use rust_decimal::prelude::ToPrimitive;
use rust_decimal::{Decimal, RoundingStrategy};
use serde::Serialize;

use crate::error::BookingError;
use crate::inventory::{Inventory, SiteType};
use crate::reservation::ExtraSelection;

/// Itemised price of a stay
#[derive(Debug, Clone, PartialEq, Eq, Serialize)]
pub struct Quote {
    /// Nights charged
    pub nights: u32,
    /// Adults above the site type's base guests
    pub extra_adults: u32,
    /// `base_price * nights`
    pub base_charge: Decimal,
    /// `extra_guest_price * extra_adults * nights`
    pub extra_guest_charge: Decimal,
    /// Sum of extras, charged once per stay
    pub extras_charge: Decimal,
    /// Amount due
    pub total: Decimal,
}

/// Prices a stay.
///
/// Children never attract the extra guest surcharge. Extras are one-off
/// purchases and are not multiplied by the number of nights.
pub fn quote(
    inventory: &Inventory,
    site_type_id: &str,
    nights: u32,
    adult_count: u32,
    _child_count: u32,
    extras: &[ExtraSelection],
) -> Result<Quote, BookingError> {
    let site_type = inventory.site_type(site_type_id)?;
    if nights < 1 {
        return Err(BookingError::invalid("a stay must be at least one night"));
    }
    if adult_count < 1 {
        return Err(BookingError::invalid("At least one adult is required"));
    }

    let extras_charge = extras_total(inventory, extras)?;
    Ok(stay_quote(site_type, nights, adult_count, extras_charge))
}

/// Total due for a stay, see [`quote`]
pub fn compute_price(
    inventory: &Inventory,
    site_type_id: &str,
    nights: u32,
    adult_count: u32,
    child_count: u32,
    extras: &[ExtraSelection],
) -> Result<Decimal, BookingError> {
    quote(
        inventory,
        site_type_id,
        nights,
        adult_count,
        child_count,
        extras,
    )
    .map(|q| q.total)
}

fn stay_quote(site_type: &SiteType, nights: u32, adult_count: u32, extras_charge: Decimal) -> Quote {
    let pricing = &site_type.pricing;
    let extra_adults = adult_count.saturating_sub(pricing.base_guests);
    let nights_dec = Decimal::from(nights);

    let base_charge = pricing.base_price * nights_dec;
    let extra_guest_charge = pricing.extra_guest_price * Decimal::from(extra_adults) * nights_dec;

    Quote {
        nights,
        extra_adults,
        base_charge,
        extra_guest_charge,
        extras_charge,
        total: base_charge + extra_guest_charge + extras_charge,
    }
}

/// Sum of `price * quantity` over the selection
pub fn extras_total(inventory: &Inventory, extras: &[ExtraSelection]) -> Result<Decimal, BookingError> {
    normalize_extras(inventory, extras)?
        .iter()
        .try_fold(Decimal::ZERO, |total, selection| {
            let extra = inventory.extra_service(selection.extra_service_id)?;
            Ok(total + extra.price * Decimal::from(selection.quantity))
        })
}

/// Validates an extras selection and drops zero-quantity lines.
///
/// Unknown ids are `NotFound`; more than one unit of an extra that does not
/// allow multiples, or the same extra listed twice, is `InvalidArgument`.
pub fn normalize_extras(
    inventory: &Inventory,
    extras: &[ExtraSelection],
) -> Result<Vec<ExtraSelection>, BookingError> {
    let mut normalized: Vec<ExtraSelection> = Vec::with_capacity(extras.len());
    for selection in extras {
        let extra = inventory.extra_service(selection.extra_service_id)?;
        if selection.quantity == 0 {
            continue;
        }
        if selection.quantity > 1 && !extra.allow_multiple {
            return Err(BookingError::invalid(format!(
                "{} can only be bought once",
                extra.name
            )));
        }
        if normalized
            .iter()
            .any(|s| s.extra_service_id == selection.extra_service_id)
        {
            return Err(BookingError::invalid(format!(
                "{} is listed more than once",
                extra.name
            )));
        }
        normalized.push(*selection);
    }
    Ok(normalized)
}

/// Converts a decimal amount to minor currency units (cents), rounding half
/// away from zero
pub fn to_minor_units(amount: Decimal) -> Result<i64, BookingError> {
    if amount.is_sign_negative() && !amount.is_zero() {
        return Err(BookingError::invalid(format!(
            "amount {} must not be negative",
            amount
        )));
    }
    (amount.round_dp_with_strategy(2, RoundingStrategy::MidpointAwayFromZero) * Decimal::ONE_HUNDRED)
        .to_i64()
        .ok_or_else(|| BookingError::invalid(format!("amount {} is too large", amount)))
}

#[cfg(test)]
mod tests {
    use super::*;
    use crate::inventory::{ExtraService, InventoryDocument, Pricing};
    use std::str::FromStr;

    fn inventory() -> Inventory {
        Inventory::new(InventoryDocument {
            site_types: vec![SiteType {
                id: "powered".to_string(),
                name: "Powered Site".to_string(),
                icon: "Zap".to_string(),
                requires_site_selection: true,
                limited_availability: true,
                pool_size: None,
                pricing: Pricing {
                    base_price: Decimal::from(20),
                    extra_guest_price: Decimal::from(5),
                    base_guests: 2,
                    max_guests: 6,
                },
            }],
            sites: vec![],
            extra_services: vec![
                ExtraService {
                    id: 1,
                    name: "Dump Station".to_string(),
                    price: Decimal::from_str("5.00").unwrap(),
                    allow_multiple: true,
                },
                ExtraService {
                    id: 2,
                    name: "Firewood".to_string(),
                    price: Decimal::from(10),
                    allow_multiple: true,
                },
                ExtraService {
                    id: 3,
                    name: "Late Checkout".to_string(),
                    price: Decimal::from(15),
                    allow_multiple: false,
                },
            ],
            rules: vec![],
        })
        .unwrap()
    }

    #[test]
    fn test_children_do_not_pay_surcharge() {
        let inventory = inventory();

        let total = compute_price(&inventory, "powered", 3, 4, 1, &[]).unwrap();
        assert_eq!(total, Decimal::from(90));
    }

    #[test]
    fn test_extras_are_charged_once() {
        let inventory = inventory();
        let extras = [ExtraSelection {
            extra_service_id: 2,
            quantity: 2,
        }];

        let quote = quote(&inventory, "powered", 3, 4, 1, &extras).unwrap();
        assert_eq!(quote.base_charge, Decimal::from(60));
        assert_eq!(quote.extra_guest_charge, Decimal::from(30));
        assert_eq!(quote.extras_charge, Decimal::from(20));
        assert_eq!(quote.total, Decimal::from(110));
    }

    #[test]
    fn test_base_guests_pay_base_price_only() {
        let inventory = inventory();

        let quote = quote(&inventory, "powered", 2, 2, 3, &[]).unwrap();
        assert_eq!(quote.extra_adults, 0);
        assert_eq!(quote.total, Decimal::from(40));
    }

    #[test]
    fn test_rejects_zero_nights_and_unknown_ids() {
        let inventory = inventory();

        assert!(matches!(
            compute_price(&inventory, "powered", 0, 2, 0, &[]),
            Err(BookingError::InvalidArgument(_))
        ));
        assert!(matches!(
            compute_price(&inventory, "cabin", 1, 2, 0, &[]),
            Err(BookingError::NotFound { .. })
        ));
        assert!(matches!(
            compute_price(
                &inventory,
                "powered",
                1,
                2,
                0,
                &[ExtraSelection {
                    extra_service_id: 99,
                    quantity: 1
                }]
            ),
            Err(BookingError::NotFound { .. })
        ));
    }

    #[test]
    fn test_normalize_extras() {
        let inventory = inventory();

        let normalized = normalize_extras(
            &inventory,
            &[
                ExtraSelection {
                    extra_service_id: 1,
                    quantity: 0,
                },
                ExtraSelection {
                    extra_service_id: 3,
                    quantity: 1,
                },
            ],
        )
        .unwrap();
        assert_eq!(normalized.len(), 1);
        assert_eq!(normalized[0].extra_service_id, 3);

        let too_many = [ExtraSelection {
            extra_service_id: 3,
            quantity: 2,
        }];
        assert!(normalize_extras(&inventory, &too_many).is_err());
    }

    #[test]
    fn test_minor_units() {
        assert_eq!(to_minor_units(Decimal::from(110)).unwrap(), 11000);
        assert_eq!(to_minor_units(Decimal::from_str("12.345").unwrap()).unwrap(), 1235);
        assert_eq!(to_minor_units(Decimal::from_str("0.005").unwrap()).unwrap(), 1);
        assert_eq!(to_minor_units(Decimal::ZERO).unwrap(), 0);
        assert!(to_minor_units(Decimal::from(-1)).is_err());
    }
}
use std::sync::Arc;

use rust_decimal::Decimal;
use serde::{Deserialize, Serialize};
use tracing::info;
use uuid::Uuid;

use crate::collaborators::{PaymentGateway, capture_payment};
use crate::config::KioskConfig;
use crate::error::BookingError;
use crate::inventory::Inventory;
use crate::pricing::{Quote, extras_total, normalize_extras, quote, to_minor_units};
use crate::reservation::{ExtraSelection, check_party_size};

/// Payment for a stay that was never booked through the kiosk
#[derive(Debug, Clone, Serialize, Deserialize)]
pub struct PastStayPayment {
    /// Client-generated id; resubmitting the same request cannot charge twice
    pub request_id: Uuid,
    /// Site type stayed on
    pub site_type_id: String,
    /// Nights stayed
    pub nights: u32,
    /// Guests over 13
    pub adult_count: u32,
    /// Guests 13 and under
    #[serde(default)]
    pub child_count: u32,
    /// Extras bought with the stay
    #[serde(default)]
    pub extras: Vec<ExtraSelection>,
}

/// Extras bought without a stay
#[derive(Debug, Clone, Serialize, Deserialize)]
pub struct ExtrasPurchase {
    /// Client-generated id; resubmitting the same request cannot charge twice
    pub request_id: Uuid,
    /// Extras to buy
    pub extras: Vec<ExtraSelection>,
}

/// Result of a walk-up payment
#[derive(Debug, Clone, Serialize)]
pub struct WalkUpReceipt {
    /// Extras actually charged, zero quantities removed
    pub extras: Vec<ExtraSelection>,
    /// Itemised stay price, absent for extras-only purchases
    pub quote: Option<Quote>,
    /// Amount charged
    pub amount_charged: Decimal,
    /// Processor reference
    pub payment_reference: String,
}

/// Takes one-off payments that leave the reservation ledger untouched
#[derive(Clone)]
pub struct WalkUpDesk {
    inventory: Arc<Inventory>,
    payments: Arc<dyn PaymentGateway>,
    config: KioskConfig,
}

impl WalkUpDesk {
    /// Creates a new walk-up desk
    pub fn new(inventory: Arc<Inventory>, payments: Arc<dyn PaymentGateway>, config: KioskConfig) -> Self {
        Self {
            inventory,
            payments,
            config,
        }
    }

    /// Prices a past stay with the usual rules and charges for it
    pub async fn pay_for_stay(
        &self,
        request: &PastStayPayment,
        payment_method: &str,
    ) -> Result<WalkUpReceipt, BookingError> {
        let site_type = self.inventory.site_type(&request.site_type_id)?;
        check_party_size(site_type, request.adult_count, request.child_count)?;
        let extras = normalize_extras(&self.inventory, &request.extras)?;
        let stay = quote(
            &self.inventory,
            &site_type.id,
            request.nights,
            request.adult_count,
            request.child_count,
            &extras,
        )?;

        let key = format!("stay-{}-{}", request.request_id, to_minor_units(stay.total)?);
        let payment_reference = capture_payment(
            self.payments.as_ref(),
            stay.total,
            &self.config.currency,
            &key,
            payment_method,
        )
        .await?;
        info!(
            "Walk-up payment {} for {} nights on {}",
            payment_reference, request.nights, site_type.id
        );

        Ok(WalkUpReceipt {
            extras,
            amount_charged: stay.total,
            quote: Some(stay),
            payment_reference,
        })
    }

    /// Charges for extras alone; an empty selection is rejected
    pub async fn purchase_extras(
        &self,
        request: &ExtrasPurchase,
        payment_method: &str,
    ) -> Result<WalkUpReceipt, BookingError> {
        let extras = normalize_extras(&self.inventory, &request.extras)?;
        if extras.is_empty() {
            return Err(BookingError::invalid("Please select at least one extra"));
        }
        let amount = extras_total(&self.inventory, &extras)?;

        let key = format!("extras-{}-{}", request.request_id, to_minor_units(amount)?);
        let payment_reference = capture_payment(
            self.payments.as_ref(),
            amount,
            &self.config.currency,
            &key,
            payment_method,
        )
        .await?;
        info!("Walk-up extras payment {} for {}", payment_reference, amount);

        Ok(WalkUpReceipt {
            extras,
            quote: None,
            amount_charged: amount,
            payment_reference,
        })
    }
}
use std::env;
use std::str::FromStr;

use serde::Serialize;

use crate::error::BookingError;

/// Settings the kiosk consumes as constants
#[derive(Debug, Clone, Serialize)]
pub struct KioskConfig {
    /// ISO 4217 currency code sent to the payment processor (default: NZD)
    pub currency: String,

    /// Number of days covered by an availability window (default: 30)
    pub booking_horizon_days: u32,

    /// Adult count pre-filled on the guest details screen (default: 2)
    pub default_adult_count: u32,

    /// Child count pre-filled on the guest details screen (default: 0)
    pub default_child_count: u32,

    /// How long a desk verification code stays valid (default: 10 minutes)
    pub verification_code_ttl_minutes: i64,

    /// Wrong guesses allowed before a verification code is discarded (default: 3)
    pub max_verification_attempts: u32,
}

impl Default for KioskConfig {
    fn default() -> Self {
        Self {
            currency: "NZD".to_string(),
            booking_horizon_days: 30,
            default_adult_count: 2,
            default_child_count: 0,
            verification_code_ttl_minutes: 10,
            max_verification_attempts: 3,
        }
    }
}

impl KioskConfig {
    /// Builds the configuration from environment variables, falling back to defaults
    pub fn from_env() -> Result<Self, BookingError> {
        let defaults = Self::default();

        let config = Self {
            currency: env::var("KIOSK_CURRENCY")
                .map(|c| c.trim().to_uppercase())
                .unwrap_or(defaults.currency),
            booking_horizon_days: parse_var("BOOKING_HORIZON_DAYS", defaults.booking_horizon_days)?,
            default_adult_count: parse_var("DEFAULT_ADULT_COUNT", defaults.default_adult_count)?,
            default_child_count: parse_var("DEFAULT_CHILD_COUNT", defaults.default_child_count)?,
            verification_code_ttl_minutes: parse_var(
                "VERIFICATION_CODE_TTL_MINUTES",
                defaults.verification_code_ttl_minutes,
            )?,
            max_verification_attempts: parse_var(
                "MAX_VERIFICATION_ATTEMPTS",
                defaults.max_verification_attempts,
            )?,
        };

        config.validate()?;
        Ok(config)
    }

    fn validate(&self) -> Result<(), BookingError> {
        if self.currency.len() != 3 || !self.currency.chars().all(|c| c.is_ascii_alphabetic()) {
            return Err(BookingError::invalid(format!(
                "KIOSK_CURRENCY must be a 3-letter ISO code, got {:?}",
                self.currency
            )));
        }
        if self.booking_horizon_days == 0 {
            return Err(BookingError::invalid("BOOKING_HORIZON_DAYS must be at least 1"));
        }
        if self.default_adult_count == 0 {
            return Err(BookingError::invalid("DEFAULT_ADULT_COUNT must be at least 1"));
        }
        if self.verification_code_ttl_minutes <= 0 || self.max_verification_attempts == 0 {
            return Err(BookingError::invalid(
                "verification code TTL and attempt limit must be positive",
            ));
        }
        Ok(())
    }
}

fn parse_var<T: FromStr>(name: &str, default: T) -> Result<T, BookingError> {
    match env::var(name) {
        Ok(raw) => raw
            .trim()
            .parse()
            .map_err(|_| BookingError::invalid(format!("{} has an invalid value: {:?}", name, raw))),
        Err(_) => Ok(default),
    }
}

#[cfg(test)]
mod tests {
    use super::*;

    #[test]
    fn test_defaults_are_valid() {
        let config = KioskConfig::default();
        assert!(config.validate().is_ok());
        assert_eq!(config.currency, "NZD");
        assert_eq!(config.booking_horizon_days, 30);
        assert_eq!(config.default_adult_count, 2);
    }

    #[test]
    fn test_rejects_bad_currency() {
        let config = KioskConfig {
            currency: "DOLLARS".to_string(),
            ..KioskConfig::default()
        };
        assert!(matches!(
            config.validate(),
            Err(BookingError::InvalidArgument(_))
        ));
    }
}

WORK INSTRUCTIONS – Copy the records above exactly, beginning at the line that contains "Ok(total + extra.price" and stopping after the line that contains "that does not".

TASK SOLUTION –
            Ok(total + extra.price * Decimal::from(selection.quantity))
        })
}

/// Validates an extras selection and drops zero-quantity lines.
///
/// Unknown ids are `NotFound`; more than one unit of an extra that does not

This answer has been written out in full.